I would have to say that it was a turning point in my life. It was a serious wreck at the crossroads between fantasy and reality, and made me consider the fact that trying to bridge the gap could be a dangerous thing, Nonetheless, I would spend the rest of my life creating illusions that challenged others to think outside the box, to transcend the restrictions that society imposed on their self-perception and potential in life. I would take every kid in the neighborhood that could pick up a hockey stick, carry a football or throw a punch and turn them into a player, no matter what their ability level. I have little doubt that almost every kid in our universe can look back and remember his day in the sun as an athlete on Butler Street.
Things continued the same way with both the Spoiler and the Ducky Boys.
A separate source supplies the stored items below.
//! Plan summary metrics.

pub mod types;

pub use types::{MetricCard, PlanSummary};
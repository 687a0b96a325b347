//! Scheme catalog and the allocation record store.

pub mod catalog;
pub mod store;
pub mod types;

pub use catalog::{DemandSchedule, SchemeCatalog, SchemeDef};
pub use store::AllocationStore;
pub use types::{AllocationId, AllocationRecord, DemandScope};
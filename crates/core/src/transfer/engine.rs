//! Transfer validation and execution.

use rust_decimal::Decimal;

use crate::allocation::AllocationStore;

use super::error::TransferError;
use super::types::{SourceDraw, TransferOutcome, TransferRequest};

/// Re-appropriation engine.
///
/// Pure business logic: validates a request against the store's current
/// state, then applies it in place. Check-then-act is all-or-nothing; no
/// record is touched unless every precondition holds.
pub struct ReappropriationEngine;

impl ReappropriationEngine {
    /// Validates and applies a re-appropriation.
    ///
    /// Sources are consumed greedy, first-fit, in exactly the request's
    /// selection order: each source is exhausted before the next is
    /// touched. The credit releases previously recorded utilization on
    /// the destination, which returns headroom to that scheme rather
    /// than recording a new expenditure against it.
    ///
    /// # Errors
    ///
    /// Returns the first failed precondition as a `TransferError`; the
    /// store is unchanged on any error.
    pub fn transfer(
        store: &mut AllocationStore,
        request: &TransferRequest,
    ) -> Result<TransferOutcome, TransferError> {
        let (source_positions, destination_position) = Self::validate(store, request)?;

        let records = store.records_mut();
        let mut remaining = request.debit_amount;
        let mut draws = Vec::with_capacity(source_positions.len());
        for position in source_positions {
            if remaining.is_zero() {
                break;
            }
            let source = &mut records[position];
            let draw = source.balance().min(remaining);
            if draw.is_zero() {
                continue;
            }
            source.utilized += draw;
            remaining -= draw;
            draws.push(SourceDraw {
                id: source.id.clone(),
                amount: draw,
            });
        }
        debug_assert!(remaining.is_zero(), "validated debit must be fully drawn");

        let destination = &mut records[destination_position];
        destination.utilized -= request.credit_amount;

        debug_assert!(records.iter().all(|record| {
            record.utilized >= Decimal::ZERO && record.utilized <= record.limit
        }));

        tracing::debug!(
            destination = %request.destination_id,
            amount = %request.credit_amount,
            sources = request.source_ids.len(),
            "re-appropriation applied"
        );

        Ok(TransferOutcome {
            transferred: request.credit_amount,
            draws,
        })
    }

    /// Checks every precondition against an immutable view of the store.
    /// Returns the resolved source and destination positions.
    fn validate(
        store: &AllocationStore,
        request: &TransferRequest,
    ) -> Result<(Vec<usize>, usize), TransferError> {
        if request.debit_amount <= Decimal::ZERO || request.credit_amount <= Decimal::ZERO {
            return Err(TransferError::AmountNotPositive);
        }
        if request.debit_amount != request.credit_amount {
            return Err(TransferError::UnequalAmounts {
                debit: request.debit_amount,
                credit: request.credit_amount,
            });
        }
        if request.source_ids.is_empty() {
            return Err(TransferError::NoSources);
        }

        let mut source_positions = Vec::with_capacity(request.source_ids.len());
        for id in &request.source_ids {
            if id == &request.destination_id {
                return Err(TransferError::DestinationAmongSources(id.clone()));
            }
            let position = store
                .position(id)
                .ok_or_else(|| TransferError::UnknownRecord(id.clone()))?;
            if source_positions.contains(&position) {
                return Err(TransferError::DuplicateSource(id.clone()));
            }
            source_positions.push(position);
        }
        let destination_position = store
            .position(&request.destination_id)
            .ok_or_else(|| TransferError::UnknownRecord(request.destination_id.clone()))?;

        let records = store.records();
        let available: Decimal = source_positions
            .iter()
            .map(|&position| records[position].balance())
            .sum();
        if request.debit_amount > available {
            return Err(TransferError::InsufficientSourceBalance {
                requested: request.debit_amount,
                available,
            });
        }

        let destination = &records[destination_position];
        if request.credit_amount > destination.balance() {
            return Err(TransferError::ExceedsDestinationCapacity {
                requested: request.credit_amount,
                available: destination.balance(),
            });
        }
        if request.credit_amount > destination.utilized {
            return Err(TransferError::CreditExceedsUtilized {
                requested: request.credit_amount,
                utilized: destination.utilized,
            });
        }

        Ok((source_positions, destination_position))
    }
}
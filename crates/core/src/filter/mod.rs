//! Cascading selector state machine.
//!
//! The dashboards share one pattern: a row of dependent dropdowns
//! (financial year, plan type, district, ...) where committing an upstream
//! value resets everything downstream to "All" and recomputes the option
//! lists still reachable. The committed selections travel as an explicit
//! `FilterState` snapshot injected into the aggregator.

pub mod controller;
pub mod options;
pub mod state;

pub use controller::{CascadeController, FieldState};
pub use options::{build_options, reference_options, OptionOrder};
pub use state::{FilterField, FilterState, Selection};
//! Application configuration management.

use serde::Deserialize;

/// Application configuration.
#[derive(Debug, Clone, Deserialize)]
pub struct AppConfig {
    /// Finance configuration.
    #[serde(default)]
    pub finance: FinanceConfig,
    /// Scheme catalog configuration.
    #[serde(default)]
    pub catalog: CatalogConfig,
}

/// Finance configuration.
#[derive(Debug, Clone, Deserialize)]
pub struct FinanceConfig {
    /// The financial year the application currently operates in,
    /// e.g. "2025-2026".
    #[serde(default = "default_financial_year")]
    pub financial_year: String,
}

impl Default for FinanceConfig {
    fn default() -> Self {
        Self {
            financial_year: default_financial_year(),
        }
    }
}

fn default_financial_year() -> String {
    "2025-2026".to_string()
}

/// Scheme catalog configuration.
#[derive(Debug, Clone, Deserialize)]
pub struct CatalogConfig {
    /// Path to the scheme catalog file (TOML/JSON), relative to the
    /// working directory.
    #[serde(default = "default_catalog_path")]
    pub path: String,
}

impl Default for CatalogConfig {
    fn default() -> Self {
        Self {
            path: default_catalog_path(),
        }
    }
}

fn default_catalog_path() -> String {
    "config/schemes".to_string()
}

impl AppConfig {
    /// Loads configuration from environment and config files.
    ///
    /// # Errors
    ///
    /// Returns an error if configuration cannot be loaded.
    pub fn load() -> Result<Self, config::ConfigError> {
        let run_mode = std::env::var("RUN_MODE").unwrap_or_else(|_| "development".to_string());

        let config = config::Config::builder()
            .add_source(config::File::with_name("config/default").required(false))
            .add_source(config::File::with_name(&format!("config/{run_mode}")).required(false))
            .add_source(config::Environment::with_prefix("NIDHI").separator("__"))
            .build()?;

        config.try_deserialize()
    }
}

#[cfg(test)]
mod tests {
    use super::*;

    #[test]
    fn test_defaults() {
        let config = AppConfig {
            finance: FinanceConfig::default(),
            catalog: CatalogConfig::default(),
        };
        assert_eq!(config.finance.financial_year, "2025-2026");
        assert_eq!(config.catalog.path, "config/schemes");
    }

    #[test]
    fn test_env_override() {
        temp_env::with_var("NIDHI__FINANCE__FINANCIAL_YEAR", Some("2026-2027"), || {
            let config = AppConfig::load().expect("config should load");
            assert_eq!(config.finance.financial_year, "2026-2027");
        });
    }
}
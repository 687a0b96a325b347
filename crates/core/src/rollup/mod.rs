//! Row normalization and grouped aggregation.
//!
//! Dashboard feeds arrive as loosely shaped JSON rows. The normalization
//! adapter maps them onto one canonical row type; the aggregator filters,
//! groups, reduces, sorts, and totals those rows for display.

pub mod aggregate;
pub mod normalize;
pub mod row;


pub use aggregate::{RollupOrder, RollupService};
pub use normalize::{normalize_row, normalize_rows};
pub use row::{DemandRow, GroupDimension, PlanType, RollupRow, RollupTotals, RowStatus};
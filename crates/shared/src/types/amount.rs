//! Canonical amount handling.
//!
//! CRITICAL: Never use floating-point for money calculations.
//! All amounts in the core are `rust_decimal::Decimal` in rupees.
//!
//! Budget outlays cross the catalog boundary in thousands of rupees (the
//! convention of the published demand schedules). The scaling happens here,
//! once, at ingestion - never as a display-time formatting trick.

use rust_decimal::Decimal;

/// Rupees carried by one catalog outlay unit.
pub const OUTLAY_UNIT_RUPEES: Decimal = Decimal::ONE_THOUSAND;

/// Converts a catalog outlay (in thousands of rupees) to canonical rupees.
#[must_use]
pub fn from_thousands(outlay: Decimal) -> Decimal {
    outlay * OUTLAY_UNIT_RUPEES
}

/// Converts a canonical rupee amount back to thousands for display.
#[must_use]
pub fn to_thousands(amount: Decimal) -> Decimal {
    amount / OUTLAY_UNIT_RUPEES
}
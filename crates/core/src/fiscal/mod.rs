//! Financial year handling.

pub mod year;

pub use year::{FinancialYear, FiscalError};
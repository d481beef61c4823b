//! Configuration of [`Trainer`](super::Trainer).
use crate::error::DeepqError;
use anyhow::Result;
use serde::{Deserialize, Serialize};
use std::{
    fs::File,
    io::{BufReader, Write},
    path::Path,
};

/// Configuration of [`Trainer`](super::Trainer).
///
/// ```rust
/// use deepq_core::TrainerConfig;
///
/// let config = TrainerConfig::default()
///     .n_stack(4)
///     .warmup_steps(50_000)
///     .update_target_every(10_000)
///     .save_interval(100)
///     .model_dir("model/dqn_pong");
/// assert!(config.validate().is_ok());
/// ```
#[derive(Debug, Deserialize, Serialize, PartialEq, Clone)]
pub struct TrainerConfig {
    /// Number of frames stacked into an observation.
    pub n_stack: usize,

    /// Environment steps taken before the first episode to fill the
    /// replay buffer, without optimization.
    pub warmup_steps: usize,

    /// Interval of optimization steps in environment steps.
    pub opt_interval: usize,

    /// Interval of copying the online parameters into the target
    /// estimator, in environment steps.
    pub update_target_every: usize,

    /// Interval of checkpoints in episodes. `0` disables checkpoints.
    pub save_interval: usize,

    /// Directory where checkpoints are written.
    pub model_dir: Option<String>,

    /// Episodes are cut after this many steps, if given.
    pub max_episode_steps: Option<usize>,
}

impl Default for TrainerConfig {
    fn default() -> Self {
        Self {
            n_stack: 4,
            warmup_steps: 0,
            opt_interval: 1,
            update_target_every: 10_000,
            save_interval: 0,
            model_dir: None,
            max_episode_steps: None,
        }
    }
}

impl TrainerConfig {
    /// Sets the number of stacked frames.
    pub fn n_stack(mut self, n_stack: usize) -> Self {
        self.n_stack = n_stack;
        self
    }

    /// Sets the number of warm-up steps.
    pub fn warmup_steps(mut self, warmup_steps: usize) -> Self {
        self.warmup_steps = warmup_steps;
        self
    }

    /// Sets the interval of optimization in environment steps.
    pub fn opt_interval(mut self, opt_interval: usize) -> Self {
        self.opt_interval = opt_interval;
        self
    }

    /// Sets the interval of target synchronization in environment steps.
    pub fn update_target_every(mut self, update_target_every: usize) -> Self {
        self.update_target_every = update_target_every;
        self
    }

    /// Sets the interval of checkpoints in episodes.
    pub fn save_interval(mut self, save_interval: usize) -> Self {
        self.save_interval = save_interval;
        self
    }

    /// Sets the directory of checkpoints.
    pub fn model_dir(mut self, model_dir: impl Into<String>) -> Self {
        self.model_dir = Some(model_dir.into());
        self
    }

    /// Sets the maximum length of episodes.
    pub fn max_episode_steps(mut self, max_episode_steps: usize) -> Self {
        self.max_episode_steps = Some(max_episode_steps);
        self
    }

    /// Checks the values, fails with [`DeepqError::InvalidConfiguration`].
    pub fn validate(&self) -> Result<()> {
        if self.n_stack == 0 {
            return Err(DeepqError::invalid_config("n_stack must be positive").into());
        }
        if self.opt_interval == 0 {
            return Err(DeepqError::invalid_config("opt_interval must be positive").into());
        }
        if self.update_target_every == 0 {
            return Err(DeepqError::invalid_config("update_target_every must be positive").into());
        }
        if self.save_interval > 0 && self.model_dir.is_none() {
            return Err(DeepqError::invalid_config("save_interval is set without model_dir").into());
        }
        if self.max_episode_steps == Some(0) {
            return Err(DeepqError::invalid_config("max_episode_steps must be positive").into());
        }
        Ok(())
    }

    /// Constructs [`TrainerConfig`] from YAML file.
    pub fn load(path: impl AsRef<Path>) -> Result<Self> {
        let file = File::open(path)?;
        let rdr = BufReader::new(file);
        let b = serde_yaml::from_reader(rdr)?;
        Ok(b)
    }

    /// Saves [`TrainerConfig`].
    pub fn save(&self, path: impl AsRef<Path>) -> Result<()> {
        let mut file = File::create(path)?;
        file.write_all(serde_yaml::to_string(&self)?.as_bytes())?;
        Ok(())
    }
}
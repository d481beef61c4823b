//! Policy.
use crate::StackedFrames;
use anyhow::Result;
use serde::de::DeserializeOwned;
use std::path::Path;

/// A policy over stacked-frame observations.
///
/// Policy is a mapping from an observation to an action id.
/// The mapping can be either of deterministic or stochastic.
pub trait Policy {
    /// Samples an action given an observation.
    ///
    /// `env_steps` is the global environment step counter, which drives
    /// step-indexed exploration schedules.
    fn sample(&mut self, obs: &StackedFrames, env_steps: usize) -> Result<usize>;
}

/// A configurable object.
pub trait Configurable {
    /// Configuration.
    type Config: Clone + DeserializeOwned;

    /// Builds the object.
    fn build(config: Self::Config) -> Result<Self>
    where
        Self: Sized;

    /// Builds the object with the configuration in the yaml file of the given path.
    fn build_from_path(path: impl AsRef<Path>) -> Result<Self>
    where
        Self: Sized,
    {
        let file = std::fs::File::open(path)?;
        let rdr = std::io::BufReader::new(file);
        let config = serde_yaml::from_reader(rdr)?;
        Self::build(config)
    }
}
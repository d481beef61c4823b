//! Utilities.
use anyhow::{anyhow, Result};
use candle_core::{backprop::GradStore, Tensor, Var};
use candle_nn::VarMap;
use log::trace;
use serde::{Deserialize, Serialize};
use std::{
    collections::HashMap,
    sync::{Mutex, MutexGuard},
};

/// Critic loss type.
#[derive(Debug, Deserialize, Serialize, PartialEq, Eq, Clone, Copy)]
pub enum CriticLoss {
    /// Mean squared error.
    Mse,

    /// Smooth L1 loss.
    SmoothL1,
}

impl CriticLoss {
    /// Per-sample loss between predictions `x` and targets `y`.
    pub fn elementwise(&self, x: &Tensor, y: &Tensor) -> Result<Tensor> {
        match self {
            Self::Mse => Ok((x - y)?.sqr()?),
            Self::SmoothL1 => smooth_l1(x, y),
        }
    }

    /// Mean loss, each sample weighted by `weight` if given.
    pub fn loss(&self, x: &Tensor, y: &Tensor, weight: Option<&Tensor>) -> Result<Tensor> {
        let l = self.elementwise(x, y)?;
        let l = match weight {
            Some(w) => (l * w)?,
            None => l,
        };
        Ok(l.mean_all()?)
    }
}

/// Elementwise smooth L1 loss without reduction.
///
/// See <https://pytorch.org/docs/stable/generated/torch.nn.SmoothL1Loss.html>.
pub fn smooth_l1(x: &Tensor, y: &Tensor) -> Result<Tensor> {
    let d = (x - y)?.abs()?;
    let quadratic = (d.sqr()? * 0.5)?;
    let linear = d.affine(1.0, -0.5)?;
    Ok(d.lt(1.0)?.where_cond(&quadratic, &linear)?)
}

/// Activation function between layers.
#[derive(Debug, Deserialize, Serialize, PartialEq, Eq, Clone, Copy, Default)]
pub enum Activation {
    /// Rectified linear unit.
    #[default]
    Relu,

    /// Exponential linear unit with `alpha = 1`.
    Elu,
}

impl Activation {
    /// Applies the activation function.
    pub fn forward(&self, xs: &Tensor) -> candle_core::Result<Tensor> {
        match self {
            Self::Relu => xs.relu(),
            Self::Elu => xs.elu(1.0),
        }
    }
}

/// Computes TD targets `r + gamma * max_a Q_tgt(s', a)`.
///
/// `is_done` is a `u8` mask. For terminal transitions the target is the
/// reward itself, whatever `next_q` holds.
pub fn td_target(reward: &Tensor, is_done: &Tensor, next_q: &Tensor, gamma: f64) -> Result<Tensor> {
    let bootstrapped = (reward + (next_q * gamma)?)?;
    Ok(is_done.where_cond(reward, &bootstrapped)?)
}

/// Global L2 norm of the gradients of `vars`.
pub fn grad_norm<'a>(grads: &GradStore, vars: impl Iterator<Item = &'a Var>) -> Result<f32> {
    let mut sum = 0f32;
    for var in vars {
        if let Some(g) = grads.get(var) {
            sum += g.sqr()?.sum_all()?.to_scalar::<f32>()?;
        }
    }
    Ok(sum.sqrt())
}

/// Factor scaling gradients of norm `norm` down to `max_norm`.
pub fn clip_coef(norm: f32, max_norm: Option<f64>) -> f64 {
    match max_norm {
        Some(max_norm) if norm as f64 > max_norm => max_norm / (norm as f64 + 1e-6),
        _ => 1.0,
    }
}

pub(crate) fn lock<T>(m: &Mutex<T>) -> Result<MutexGuard<'_, T>> {
    m.lock().map_err(|_| anyhow!("poisoned lock of variables"))
}

/// Copies the values of variables in `src` into the variables of `dest`
/// with the same names.
///
/// Values are copied into the storage of `dest`, which shares nothing with
/// `src` afterwards. Both maps must hold the same names and shapes.
pub fn copy_varmap(dest: &VarMap, src: &VarMap) -> Result<()> {
    let dest = lock(dest.data())?;
    let src = lock(src.data())?;
    if dest.len() != src.len() {
        return Err(anyhow!(
            "variable maps differ in size: {} and {}",
            dest.len(),
            src.len()
        ));
    }

    for (name, v_dest) in dest.iter() {
        let v_src = src
            .get(name)
            .ok_or_else(|| anyhow!("variable {} is missing in the source", name))?;
        trace!("copy {}", name);
        v_dest.set(&v_src.as_tensor().detach())?;
    }

    Ok(())
}

/// Returns detached copies of all variables, keyed by name.
pub fn named_tensors(varmap: &VarMap) -> Result<HashMap<String, Tensor>> {
    let data = lock(varmap.data())?;
    data.iter()
        .map(|(k, v)| -> Result<(String, Tensor)> {
            Ok((k.clone(), v.as_tensor().copy()?.detach()))
        })
        .collect()
}

/// Interface for handling output dimensions.
pub trait OutDim {
    /// Returns the output dimension.
    fn get_out_dim(&self) -> usize;

    /// Sets the output dimension.
    fn set_out_dim(&mut self, v: usize);
}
When I christened my living room the Surrealistic Death in ’72, I told Alma that it was going to be a haven for every musician, music lover, social reject and substance abuser in the neighborhood. As it turned out, it was an accurate prophecy on my part. We got people from all walks of life to stop by at one point or other, and no one was turned out without reason. Everyone got along in that small apartment, and when I knocked the wall down to turn the two small rooms into a bigger one, it made for more the merrier.
This is not to say that people were on the Love Boat when they came into our inner circle. I was a notorious ribber all the way up until the Ducky Boys, and even then Zing and I gave the younger fellows hell after a few drinks. Most of it was in fun, and two of my prime targets, Richie Aceto and Danny O’Connor, used to laugh their butts off at my insults. Some fellows, like Louie Cazucci and Al Catraz, didn’t take the insults well, and we eventually laid off the thin-skinned types rather than have them leave the group.
The Yodels were big-time ribbers, but more often than not their ribs got vicious and sometimes led to fights. When they got together with the Butler Aces, people like Dilapidated Joe were reduced to tears. Most of the on-premises ribs at the Yodels home was fairly well controlled by their Mom Ginny, but what she did not see on the street was of no concern. For a time, the Yodels home was the prototype for the Surrealistic Death. When Nick left home, they declared open house, and everyone in the neighborhood hung out there. I had some of my most memorable times there, but when John turned against me I never went back.
The neighborhood continued to change as people moved out and new families moved in. The Figueroas proved to have just as much of an impact on my world as the Rock family would have nearly a decade later. Jesus Figueroa was a little kid, a couple of years younger, who had more street-smarts than most of the Butler Aces. He and I made friends on Day One after he had just moved next door that Spring of ’67 and was brandishing a set of boxing gloves, inviting me over to spar. Holding tight to my precarious position on the neighborhood food chain, I was able to bully him in short order. Afterwards he became a diversion from the tumultuous camaraderie of the Yodels, the psychodrama of the Reyes boys and the prepube playground with Mark.
It was always funny to see how political things got between siblings from different families. Jesus would taunt the Yodels, particularly Harold, mercilessly. Harold would start to make a move against Jesus, who ran straight to his big brother Ernie for backup. This would force Harold to run to Bobby, and the two older brothers would sort things out quite amicably. I saw this scenario replay a couple of years later when Paulie Yodels ran afoul of Izzy Galvan, who gave him a thumping. This brought a bemused Israel to a meetup with John and Harold, Israel without a clue as to why he was being involved.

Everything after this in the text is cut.